A Boiling Lava Planet With an Eight-Hour Year

Contributed by
Aug 20, 2013, 10:30 AM EDT

Another really weird planet orbiting another star has been found, and it’s a world of extremes: The orbital period—its year—is only 8½ hours long, and it’s so hot it must have a molten surface of boiling lava. Not only that, but it’s roughly the same size as Earth!

The planet is called Kepler-78b and is located about 700 light-years from Earth. The parent star, called just Kepler-78, is slightly smaller, cooler, and lower mass than the Sun. It’s less than 1 billion years old, making it far younger than the Sun as well.

The planet was detected using the transit method. If a planet’s orbit is edge-on as seen from Earth, it blocks a tiny bit of light from the star every time it orbits (like a bug flying between you and a light). The star is relatively bright—about 11th magnitude, visible in a small telescope—which means it was extremely well-observed, and even though the amount of light blocked by the planet was tiny, it boomed right out of the observations:

That diagram is from the announcement paper for the planet. When I saw it, I was stunned. It’ll take a moment to explain why, but bear with me. This is cool.

First, the graph plots light from the star and planet over time; about 12 hours is covered. The big dip is from when the planet is directly between us and the star. The units on the left are parts per million, so the planet blocks about 200 one-millionths of the star’s light, or 0.02 percent. That’s a teeny tiny amount, but clearly seen.

The black dots plot the starlight over one planetary orbit, and it repeats at about the seven-hour mark. (It’s plotted this way to make it easy to see the repeating pattern in the light.) The diagram inset in the middle shows the relative size of the star, planet, and the planet’s orbit (dashed line). That’s to scale: The planet circles the star, staying just three times the star’s own radius from the surface! That means the planet is boiling hot, with a surface temperature of about 4,800 degrees Celsius (8,700 degrees Fahrenheit).

But it’s the middle part of the graph that blew me away. If the light we saw were steady, then that would be a flat line between transits. But it’s not: You can see it rises a bit, then there is a second, much shallower dip starting at the 3½-hour mark, then it drops slowly again.

What you’re seeing there is the light from the planet itself, changing like the phases of the Moon as it orbits the star, and then getting blocked as it passes behind the star.

That’s astonishing. I mean, seriously, we’re seeing the changing phase of the planet itself! Here’s an animation made for a similar discovery in 2009, showing how this works:

When the planet is directly between the star and us, we see its unlit half. As it orbits around the star, we see gradually more of it, lit like a crescent Moon, so it gets brighter. Then we see it half full, three-quarters full … and just as we’d see it becoming fully lit, it passes behind the star itself, and we get that little dip in the light. So what you’re seeing there is actually the combined light of the star and the planet, too. We’re probably seeing reflected starlight off the planet, like the Moon is lit from the Sun. But again, note the small change: It only adds up to about 10 parts per million! The star is hundreds of thousands of times brighter, but the planet makes itself get noticed in all that blaring light.
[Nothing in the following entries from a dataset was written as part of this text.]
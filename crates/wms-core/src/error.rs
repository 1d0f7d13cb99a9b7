//! Error types for the record grid

use thiserror::Error;

/// Core error type for grid configuration and record loading
///
/// Grid operations themselves never fail: these errors only come out of
/// building a grid or turning external data into records.
#[derive(Error, Debug)]
pub enum GridError {
    #[error("Unknown field: {0}")]
    UnknownField(String),

    #[error("Duplicate field: {0}")]
    DuplicateField(String),

    #[error("Grid configuration has no identity field")]
    MissingIdentity,

    #[error("Duplicate filter bucket '{bucket}' on field '{field}'")]
    DuplicateBucket { field: String, bucket: String },

    #[error("Invalid record: {0}")]
    InvalidRecord(String),

    #[error("Serialization error: {0}")]
    Json(#[from] serde_json::Error),
}

/// Result type alias for grid operations
pub type Result<T> = std::result::Result<T, GridError>;
//! Interactive record grid
//!
//! One engine behind every record-listing table of the warehouse dashboard:
//! free-text search, per-field filters, single-key sorting, row selection,
//! confirm-before-commit edit and delete, timed notifications, quantity
//! steppers and paging. Renderers read a [`GridView`] and send intents back
//! as method calls on [`RecordGrid`].
//!
//! # Examples
//!
//! ```
//! use wms_grid::{fixtures, RecordGrid};
//! use wms_settings::GridSettings;
//!
//! let mut grid = RecordGrid::new(
//!     fixtures::invoices(),
//!     fixtures::invoice_config(),
//!     &GridSettings::default(),
//! )
//! .expect("valid config");
//!
//! grid.set_search_term("paypal");
//! assert_eq!(grid.visible_rows().len(), 3);
//! ```

mod config;
mod events;
pub mod filter_types;
pub mod fixtures;
mod grid;
mod notification;

pub use config::*;
pub use events::*;
pub use filter_types::*;
pub use grid::*;
pub use notification::*;
use super::*;

impl<R: GridRecord> RecordGrid<R> {
    pub fn has_pending_action(&self) -> bool {
        !self.pending.is_idle()
    }

    /// Start editing the record with `key`, replacing any pending action
    pub fn request_edit(&mut self, key: &str) {
        let Some(record) = self.record(key).cloned() else {
            tracing::debug!("Ignoring edit of unknown key '{}'", key);
            return;
        };
        self.pending = PendingAction::Editing(record);
        tracing::debug!("Editing record '{}'", key);
    }

    /// Replace the baseline record that has the same key as `updated`.
    ///
    /// The new values are taken as given. When no record has that key the
    /// grid is left untouched.
    pub fn commit_edit(&mut self, updated: R) {
        let key = self.config.key_of(&updated);
        let Some(ix) = self.position(&key) else {
            tracing::warn!("Dropped edit for '{}': record no longer exists", key);
            return;
        };

        let label = self.config.label_of(&updated);
        self.records[ix] = updated.clone();
        if matches!(self.pending, PendingAction::Editing(_)) {
            self.pending = PendingAction::Idle;
        }
        self.events.push(GridEvent::RecordUpdated {
            key: key.clone(),
            record: updated,
        });
        self.notify_success(format!("{} updated successfully!", label));
        tracing::info!("Committed edit of record '{}'", key);
    }

    pub fn cancel_edit(&mut self) {
        if matches!(self.pending, PendingAction::Editing(_)) {
            self.pending = PendingAction::Idle;
            tracing::debug!("Edit cancelled");
        }
    }

    /// Ask for confirmation before deleting the record with `key`
    pub fn request_delete(&mut self, key: &str) {
        let Some(record) = self.record(key).cloned() else {
            tracing::debug!("Ignoring delete of unknown key '{}'", key);
            return;
        };
        self.pending = PendingAction::ConfirmingDelete(record);
        tracing::debug!("Delete of '{}' awaiting confirmation", key);
    }

    /// Ask for confirmation before deleting every selected record
    pub fn request_delete_selected(&mut self) {
        if self.selection.is_empty() {
            tracing::debug!("Nothing selected to delete");
            return;
        }
        let keys: Vec<String> = self.selection.iter().cloned().collect();
        tracing::debug!("Delete of {} selected records awaiting confirmation", keys.len());
        self.pending = PendingAction::ConfirmingBulkDelete(keys);
    }

    /// Carry out the pending delete. Does nothing unless a delete is pending.
    pub fn confirm_delete(&mut self) {
        match std::mem::replace(&mut self.pending, PendingAction::Idle) {
            PendingAction::ConfirmingDelete(record) => {
                let key = self.config.key_of(&record);
                let label = self.config.label_of(&record);
                let Some(removed) = self.remove_record(&key) else {
                    tracing::debug!("Record '{}' vanished before delete was confirmed", key);
                    return;
                };
                self.events.push(GridEvent::RecordDeleted {
                    key: key.clone(),
                    record: removed,
                });
                self.notify_success(format!("{} deleted successfully!", label));
                tracing::info!("Deleted record '{}'", key);
            }
            PendingAction::ConfirmingBulkDelete(keys) => {
                let mut deleted = Vec::with_capacity(keys.len());
                let mut last_label = String::new();
                for key in keys {
                    if let Some(record) = self.remove_record(&key) {
                        last_label = self.config.label_of(&record);
                        deleted.push(key);
                    }
                }
                if deleted.is_empty() {
                    tracing::debug!("Selected records vanished before delete was confirmed");
                    return;
                }

                let message = if deleted.len() == 1 {
                    format!("{} deleted successfully!", last_label)
                } else {
                    format!("{} records deleted successfully!", deleted.len())
                };
                tracing::info!("Deleted {} selected records", deleted.len());
                self.events.push(GridEvent::RecordsDeleted { keys: deleted });
                self.notify_success(message);
            }
            other => {
                self.pending = other;
                tracing::debug!("No delete pending to confirm");
            }
        }
    }

    pub fn cancel_delete(&mut self) {
        if self.pending.is_confirming_delete() {
            self.pending = PendingAction::Idle;
            tracing::debug!("Delete cancelled");
        }
    }
}
use super::*;
use crate::config::FilterKind;
use crate::filter_types::{is_all_option, ALL_OPTION};

impl<R: GridRecord> RecordGrid<R> {
    /// Set the free-text search term. Matching is case-insensitive against
    /// the rendering of every configured field.
    pub fn set_search_term(&mut self, term: impl Into<String>) {
        let term = term.into();
        self.search_lower = term.to_lowercase();
        self.search_term = term;
        self.page = 0;
        tracing::debug!("Search term set to '{}'", self.search_term);
    }

    /// Replace the filter on `field` with the option `value`.
    ///
    /// `"all"` or an empty value removes the filter. Unknown fields and
    /// options that the field's filter does not offer leave the filters
    /// unchanged.
    pub fn set_filter(&mut self, field: &str, value: &str) {
        if self.config.field(field).is_none() {
            tracing::warn!("Ignoring filter on unknown field '{}'", field);
            return;
        }

        if is_all_option(value) {
            if self.filters.shift_remove(field).is_some() {
                self.page = 0;
                tracing::debug!("Cleared filter on '{}'", field);
            }
            return;
        }

        let predicate = match self.config.filter_kind(field) {
            None | Some(FilterKind::Categorical) => FilterPredicate::Exact(value.to_string()),
            Some(FilterKind::Range { buckets }) => {
                match buckets.iter().find(|bucket| bucket.name == value) {
                    Some(bucket) => FilterPredicate::Range(bucket.clone()),
                    None => {
                        tracing::warn!("Unknown range '{}' for field '{}'", value, field);
                        return;
                    }
                }
            }
            Some(FilterKind::Boolean) => {
                if value.eq_ignore_ascii_case("true") {
                    FilterPredicate::Bool(true)
                } else if value.eq_ignore_ascii_case("false") {
                    FilterPredicate::Bool(false)
                } else {
                    tracing::warn!("Unknown boolean option '{}' for field '{}'", value, field);
                    return;
                }
            }
        };

        tracing::debug!("Filter on '{}' set to {:?}", field, predicate);
        self.filters.insert(field.to_string(), predicate);
        self.page = 0;
    }

    pub fn clear_filters(&mut self) {
        if !self.filters.is_empty() {
            self.filters.clear();
            self.page = 0;
        }
    }

    /// Records that pass search and filters, in sort order
    pub fn visible_rows(&self) -> Vec<&R> {
        self.visible_indices()
            .into_iter()
            .map(|ix| &self.records[ix])
            .collect()
    }

    /// Keys of the visible rows, in display order
    pub fn visible_keys(&self) -> Vec<String> {
        self.visible_indices()
            .into_iter()
            .map(|ix| self.config.key_of(&self.records[ix]))
            .collect()
    }

    pub fn visible_count(&self) -> usize {
        self.records
            .iter()
            .filter(|record| self.record_matches(record))
            .count()
    }

    /// `"all"` followed by the distinct rendered values of `field` over the
    /// whole baseline, in first-seen order. Blank values are not offered.
    pub fn unique_values(&self, field: &str) -> Vec<String> {
        let mut seen = IndexSet::new();
        seen.insert(ALL_OPTION.to_string());
        for record in &self.records {
            let rendered = record.rendered(field);
            if !rendered.is_empty() {
                seen.insert(rendered);
            }
        }
        seen.into_iter().collect()
    }

    /// Options a filter control for `field` should offer, `"all"` first
    pub fn filter_options(&self, field: &str) -> Vec<String> {
        match self.config.filter_kind(field) {
            None | Some(FilterKind::Categorical) => self.unique_values(field),
            Some(FilterKind::Range { buckets }) => std::iter::once(ALL_OPTION.to_string())
                .chain(buckets.iter().map(|bucket| bucket.name.clone()))
                .collect(),
            Some(FilterKind::Boolean) => vec![
                ALL_OPTION.to_string(),
                "true".to_string(),
                "false".to_string(),
            ],
        }
    }

    /// Baseline indices of the visible rows, in display order
    pub(super) fn visible_indices(&self) -> Vec<usize> {
        let mut indices: Vec<usize> = self
            .records
            .iter()
            .enumerate()
            .filter(|(_, record)| self.record_matches(record))
            .map(|(ix, _)| ix)
            .collect();
        self.sort_indices(&mut indices);
        indices
    }

    fn record_matches(&self, record: &R) -> bool {
        self.matches_search(record) && self.matches_filters(record)
    }

    fn matches_search(&self, record: &R) -> bool {
        if self.search_lower.is_empty() {
            return true;
        }
        record
            .search_values(&self.config.fields)
            .iter()
            .any(|value| value.to_lowercase().contains(&self.search_lower))
    }

    fn matches_filters(&self, record: &R) -> bool {
        self.filters.iter().all(|(name, predicate)| {
            let Some(field) = self.config.field(name) else {
                return true;
            };
            let value = record.value(name);
            predicate.matches(field, value.as_deref())
        })
    }
}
Kepler-78b is a pretty spectacular place. While we can’t determine its mass very well, it’s certainly less than about eight times the Earth’s mass, most likely close to Earth’s own heft. It’s only about 1.2 times the radius of the Earth, so it’s very close to our size. But Earth it ain’t. Poking around the Web, I didn’t find any common metals that are solid at 4,800 degrees Celsius, which means no matter what, the surface of this planet is molten. If it has an atmosphere at all, it’ll be vaporized rock and metals.

And on top of it all, its year is only a few hours long. Only a handful of planets known orbit their stars more rapidly. That close to the star it’s probably tidally locked, too, so it always shows the same face to the star; one side of the planet is infernally hot and the other would be somewhat cooler. But even so, the whole surface would be a world-spanning ocean of churning liquid rock and metal. Crazy.

This is yet more evidence that the Universe is more clever than we are when it comes to creating worlds. But we’re clever, too, and we can find them. And the more we see, the better we understand how they form, how they exist, and the more we are able to understand about our own blue-green—and very temperate—planet.